> **Try it**:
Give again, exactly as written, each line of the material below starting at the line that contains "let raw = serde_json::to_string(&entry)?;" and ending at the line that contains "and returns the". Both ends count, and no other line does.

> **Given entries**:
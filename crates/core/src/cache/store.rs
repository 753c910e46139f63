//! Family-aware cache store on top of [`KvStore`].
//!
//! Values are wrapped in a [`CacheEntry`] that records the family and the
//! write time, serialized to JSON and stored under `"{family}:{key}"`.
//!
//! - Reads treat an expired entry as absent and delete it (lazy eviction, no
//!   background sweep).
//! - Writes are best-effort: a storage failure is logged and swallowed.
//! - Merges are serialized through a lock so read-modify-write cycles on the
//!   same store never interleave.

use chrono::{DateTime, Duration, Utc};
use serde::de::DeserializeOwned;
use serde::{Deserialize, Serialize};
use std::fmt;
use std::sync::Arc;
use tokio::sync::Mutex;

use super::kv::KvStore;
use crate::Error;
use crate::clock::{Clock, SystemClock};

/// Named cache partition with its own expiry policy.
#[derive(Debug, Clone, Copy, PartialEq, Eq, Hash, Serialize, Deserialize)]
#[serde(rename_all = "snake_case")]
pub enum CacheFamily {
    /// Validated pages as returned by a content source.
    ApiPages,
    /// Sanitized, display-ready pages.
    Posts,
    /// Result of the last reachability probe.
    Availability,
    /// Long-lived snapshot of every record seen; never expires.
    LocalSync,
    /// Last fetch outcome for diagnostics; never expires.
    Status,
}

impl CacheFamily {
    pub const ALL: [CacheFamily; 5] = [
        CacheFamily::ApiPages,
        CacheFamily::Posts,
        CacheFamily::Availability,
        CacheFamily::LocalSync,
        CacheFamily::Status,
    ];

    pub fn as_str(&self) -> &'static str {
        match self {
            CacheFamily::ApiPages => "api_pages",
            CacheFamily::Posts => "posts",
            CacheFamily::Availability => "availability",
            CacheFamily::LocalSync => "local_sync",
            CacheFamily::Status => "status",
        }
    }

    /// Parse the storage name of a family.
    pub fn parse(name: &str) -> Option<Self> {
        Self::ALL.into_iter().find(|f| f.as_str() == name)
    }

    fn prefix(&self) -> String {
        format!("{}:", self.as_str())
    }
}

impl fmt::Display for CacheFamily {
    fn fmt(&self, f: &mut fmt::Formatter<'_>) -> fmt::Result {
        f.write_str(self.as_str())
    }
}

/// Time-to-live per family. Families not listed here never expire.
#[derive(Debug, Clone, Copy, PartialEq, Eq)]
pub struct CachePolicy {
    pub api_pages: Duration,
    pub posts: Duration,
    pub availability: Duration,
}

impl Default for CachePolicy {
    fn default() -> Self {
        Self {
            api_pages: Duration::minutes(30),
            posts: Duration::minutes(30),
            availability: Duration::minutes(5),
        }
    }
}

impl CachePolicy {
    pub fn ttl(&self, family: CacheFamily) -> Option<Duration> {
        match family {
            CacheFamily::ApiPages => Some(self.api_pages),
            CacheFamily::Posts => Some(self.posts),
            CacheFamily::Availability => Some(self.availability),
            CacheFamily::LocalSync | CacheFamily::Status => None,
        }
    }
}

/// A stored value with its family tag and write time.
#[derive(Debug, Clone, PartialEq, Serialize, Deserialize)]
pub struct CacheEntry<T> {
    pub family: CacheFamily,
    pub written_at: DateTime<Utc>,
    pub payload: T,
}

impl<T> CacheEntry<T> {
    /// An entry is expired once its age is strictly greater than `ttl`.
    pub fn is_expired(&self, ttl: Option<Duration>, now: DateTime<Utc>) -> bool {
        ttl.is_some_and(|ttl| now - self.written_at > ttl)
    }

    pub fn age(&self, now: DateTime<Utc>) -> Duration {
        now - self.written_at
    }
}

/// Family-aware cache over a shared [`KvStore`].
pub struct CacheStore {
    kv: Arc<dyn KvStore>,
    policy: CachePolicy,
    clock: Arc<dyn Clock>,
    merge_lock: Mutex<()>,
}

impl CacheStore {
    pub fn new(kv: Arc<dyn KvStore>, policy: CachePolicy) -> Self {
        Self { kv, policy, clock: Arc::new(SystemClock), merge_lock: Mutex::new(()) }
    }

    /// Replace the time source used for write stamps and expiry checks.
    pub fn with_clock(mut self, clock: Arc<dyn Clock>) -> Self {
        self.clock = clock;
        self
    }

    pub fn policy(&self) -> &CachePolicy {
        &self.policy
    }

    pub fn now(&self) -> DateTime<Utc> {
        self.clock.now()
    }

    pub fn clock(&self) -> Arc<dyn Clock> {
        Arc::clone(&self.clock)
    }

    fn storage_key(family: CacheFamily, key: &str) -> String {
        format!("{}:{}", family.as_str(), key)
    }

    /// Read a fresh payload, or `None` when absent, expired or unreadable.
    pub async fn get<T: DeserializeOwned>(&self, family: CacheFamily, key: &str) -> Option<T> {
        self.get_entry(family, key).await.map(|entry| entry.payload)
    }

    /// Read a fresh entry including its write time.
    pub async fn get_entry<T: DeserializeOwned>(&self, family: CacheFamily, key: &str) -> Option<CacheEntry<T>> {
        match self.read_entry(family, key).await {
            Ok(entry) => entry,
            Err(e) => {
                tracing::warn!(family = %family, key, error = %e, "cache read failed, treating as miss");
                None
            }
        }
    }

    async fn read_entry<T: DeserializeOwned>(
        &self, family: CacheFamily, key: &str,
    ) -> Result<Option<CacheEntry<T>>, Error> {
        let storage_key = Self::storage_key(family, key);
        let Some(raw) = self.kv.get(&storage_key).await? else {
            return Ok(None);
        };

        let entry: CacheEntry<T> = match serde_json::from_str(&raw) {
            Ok(entry) => entry,
            Err(e) => {
                tracing::warn!(family = %family, key, error = %e, "discarding undecodable cache entry");
                self.evict(&storage_key).await;
                return Ok(None);
            }
        };

        if entry.family != family {
            tracing::warn!(family = %family, stored = %entry.family, key, "cache entry family mismatch");
            return Ok(None);
        }

        let now = self.clock.now();
        if entry.is_expired(self.policy.ttl(family), now) {
            tracing::debug!(family = %family, key, age_secs = entry.age(now).num_seconds(), "cache entry expired");
            self.evict(&storage_key).await;
            return Ok(None);
        }

        Ok(Some(entry))
    }

    async fn evict(&self, storage_key: &str) {
        if let Err(e) = self.kv.remove(storage_key).await {
            tracing::warn!(key = storage_key, error = %e, "cache eviction failed");
        }
    }

    /// Store `value`, stamped with the current time. Never fails.
    pub async fn set<T: Serialize>(&self, family: CacheFamily, key: &str, value: &T) {
        if let Err(e) = self.write(family, key, value).await {
            tracing::warn!(family = %family, key, error = %e, "cache write failed");
        }
    }

    async fn write<T: Serialize>(&self, family: CacheFamily, key: &str, value: &T) -> Result<(), Error> {
        let entry = CacheEntry { family, written_at: self.clock.now(), payload: value };
        let raw = serde_json::to_string(&entry)?;
        self.kv.set(&Self::storage_key(family, key), &raw).await
    }

    /// Read-modify-write under the merge lock.
    ///
    /// `updater` receives the current fresh payload (or `None`) and returns the
    /// value to store. If the current value cannot be read because storage
    /// failed, the merge is abandoned so existing data is never clobbered.
    /// Returns the merged value when it was computed.
    pub async fn merge<T, F>(&self, family: CacheFamily, key: &str, updater: F) -> Option<T>
    where
        T: Serialize + DeserializeOwned,
        F: FnOnce(Option<T>) -> T,
    {
        let _guard = self.merge_lock.lock().await;

        let current = match self.read_entry::<T>(family, key).await {
            Ok(entry) => entry.map(|e| e.payload),
            Err(e) => {
                tracing::warn!(family = %family, key, error = %e, "cache merge skipped, current value unreadable");
                return None;
            }
        };

        let merged = updater(current);
        self.set(family, key, &merged).await;
        Some(merged)
    }

    pub async fn remove(&self, family: CacheFamily, key: &str) {
        self.evict(&Self::storage_key(family, key)).await;
    }

    /// Delete every entry of `family`.
    pub async fn purge_family(&self, family: CacheFamily) -> Result<u64, Error> {
        self.kv.remove_prefix(&family.prefix()).await
    }

    pub async fn count_family(&self, family: CacheFamily) -> Result<u64, Error> {
        self.kv.count_prefix(&family.prefix()).await
    }
}

#[cfg(test)]
mod tests {
    use super::*;
    use crate::cache::CacheDb;
    use crate::clock::ManualClock;
    use async_trait::async_trait;

    async fn store_with_clock() -> (CacheStore, Arc<ManualClock>, Arc<CacheDb>) {
        let db = Arc::new(CacheDb::open_in_memory().await.unwrap());
        let clock = Arc::new(ManualClock::new(Utc::now()));
        let store = CacheStore::new(db.clone(), CachePolicy::default()).with_clock(clock.clone());
        (store, clock, db)
    }

    /// Storage that rejects every operation, like a full or missing disk.
    struct FailingStore;

    #[async_trait]
    impl KvStore for FailingStore {
        async fn get(&self, _key: &str) -> Result<Option<String>, Error> {
            Err(Error::Serialization("storage unavailable".into()))
        }
        async fn set(&self, _key: &str, _value: &str) -> Result<(), Error> {
            Err(Error::Serialization("quota exceeded".into()))
        }
        async fn remove(&self, _key: &str) -> Result<(), Error> {
            Err(Error::Serialization("storage unavailable".into()))
        }
        async fn remove_prefix(&self, _prefix: &str) -> Result<u64, Error> {
            Err(Error::Serialization("storage unavailable".into()))
        }
        async fn count_prefix(&self, _prefix: &str) -> Result<u64, Error> {
            Err(Error::Serialization("storage unavailable".into()))
        }
    }

    #[tokio::test]
    async fn test_set_and_get() {
        let (store, _, _) = store_with_clock().await;
        store.set(CacheFamily::ApiPages, "k", &vec![1, 2, 3]).await;
        let value: Option<Vec<i32>> = store.get(CacheFamily::ApiPages, "k").await;
        assert_eq!(value, Some(vec![1, 2, 3]));
    }

    #[tokio::test]
    async fn test_families_are_isolated() {
        let (store, _, _) = store_with_clock().await;
        store.set(CacheFamily::ApiPages, "k", &"api").await;
        store.set(CacheFamily::Posts, "k", &"posts").await;
        assert_eq!(store.get::<String>(CacheFamily::ApiPages, "k").await.as_deref(), Some("api"));
        assert_eq!(store.get::<String>(CacheFamily::Posts, "k").await.as_deref(), Some("posts"));
    }

    #[tokio::test]
    async fn test_ttl_boundary() {
        let (store, clock, _) = store_with_clock().await;
        let ttl = CachePolicy::default().api_pages;
        store.set(CacheFamily::ApiPages, "k", &"v").await;

        clock.advance(ttl - Duration::milliseconds(1));
        assert_eq!(store.get::<String>(CacheFamily::ApiPages, "k").await.as_deref(), Some("v"));

        clock.advance(Duration::milliseconds(2));
        assert!(store.get::<String>(CacheFamily::ApiPages, "k").await.is_none());
    }

    #[tokio::test]
    async fn test_expired_entry_is_evicted() {
        let (store, clock, db) = store_with_clock().await;
        store.set(CacheFamily::Availability, "status", &true).await;
        clock.advance(Duration::minutes(6));

        assert!(store.get::<bool>(CacheFamily::Availability, "status").await.is_none());
        assert!(db.get("availability:status").await.unwrap().is_none());
    }

    #[tokio::test]
    async fn test_snapshot_family_never_expires() {
        let (store, clock, _) = store_with_clock().await;
        store.set(CacheFamily::LocalSync, "snapshot", &"kept").await;
        clock.advance(Duration::days(365));
        assert_eq!(store.get::<String>(CacheFamily::LocalSync, "snapshot").await.as_deref(), Some("kept"));
    }

    #[tokio::test]
    async fn test_undecodable_entry_is_dropped() {
        let (store, _, db) = store_with_clock().await;
        db.set("posts:broken", "not json").await.unwrap();
        assert!(store.get::<String>(CacheFamily::Posts, "broken").await.is_none());
        assert!(db.get("posts:broken").await.unwrap().is_none());
    }

    #[tokio::test]
    async fn test_merge_applies_updater() {
        let (store, _, _) = store_with_clock().await;
        let first = store
            .merge(CacheFamily::LocalSync, "n", |current: Option<Vec<i32>>| {
                assert!(current.is_none());
                vec![1]
            })
            .await;
        assert_eq!(first, Some(vec![1]));

        let second = store
            .merge(CacheFamily::LocalSync, "n", |current: Option<Vec<i32>>| {
                let mut v = current.unwrap_or_default();
                v.push(2);
                v
            })
            .await;
        assert_eq!(second, Some(vec![1, 2]));
        assert_eq!(store.get::<Vec<i32>>(CacheFamily::LocalSync, "n").await, Some(vec![1, 2]));
    }

    #[tokio::test]
    async fn test_writes_are_best_effort() {
        let store = CacheStore::new(Arc::new(FailingStore), CachePolicy::default());
        store.set(CacheFamily::ApiPages, "k", &"v").await;
        assert!(store.get::<String>(CacheFamily::ApiPages, "k").await.is_none());
        store.remove(CacheFamily::ApiPages, "k").await;
    }

    #[tokio::test]
    async fn test_merge_skipped_when_unreadable() {
        let store = CacheStore::new(Arc::new(FailingStore), CachePolicy::default());
        let merged = store
            .merge(CacheFamily::LocalSync, "snapshot", |_: Option<Vec<i32>>| vec![1])
            .await;
        assert!(merged.is_none());
    }

    #[tokio::test]
    async fn test_purge_and_count_family() {
        let (store, _, _) = store_with_clock().await;
        store.set(CacheFamily::ApiPages, "a", &1).await;
        store.set(CacheFamily::ApiPages, "b", &2).await;
        store.set(CacheFamily::LocalSync, "snapshot", &3).await;

        assert_eq!(store.count_family(CacheFamily::ApiPages).await.unwrap(), 2);
        assert_eq!(store.purge_family(CacheFamily::ApiPages).await.unwrap(), 2);
        assert_eq!(store.count_family(CacheFamily::ApiPages).await.unwrap(), 0);
        assert_eq!(store.count_family(CacheFamily::LocalSync).await.unwrap(), 1);
    }

    #[test]
    fn test_family_parse() {
        for family in CacheFamily::ALL {
            assert_eq!(CacheFamily::parse(family.as_str()), Some(family));
        }
        assert_eq!(CacheFamily::parse("nope"), None);
    }
}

> **Worked solution**:
        let raw = serde_json::to_string(&entry)?;
        self.kv.set(&Self::storage_key(family, key), &raw).await
    }

    /// Read-modify-write under the merge lock.
    ///
    /// `updater` receives the current fresh payload (or `None`) and returns the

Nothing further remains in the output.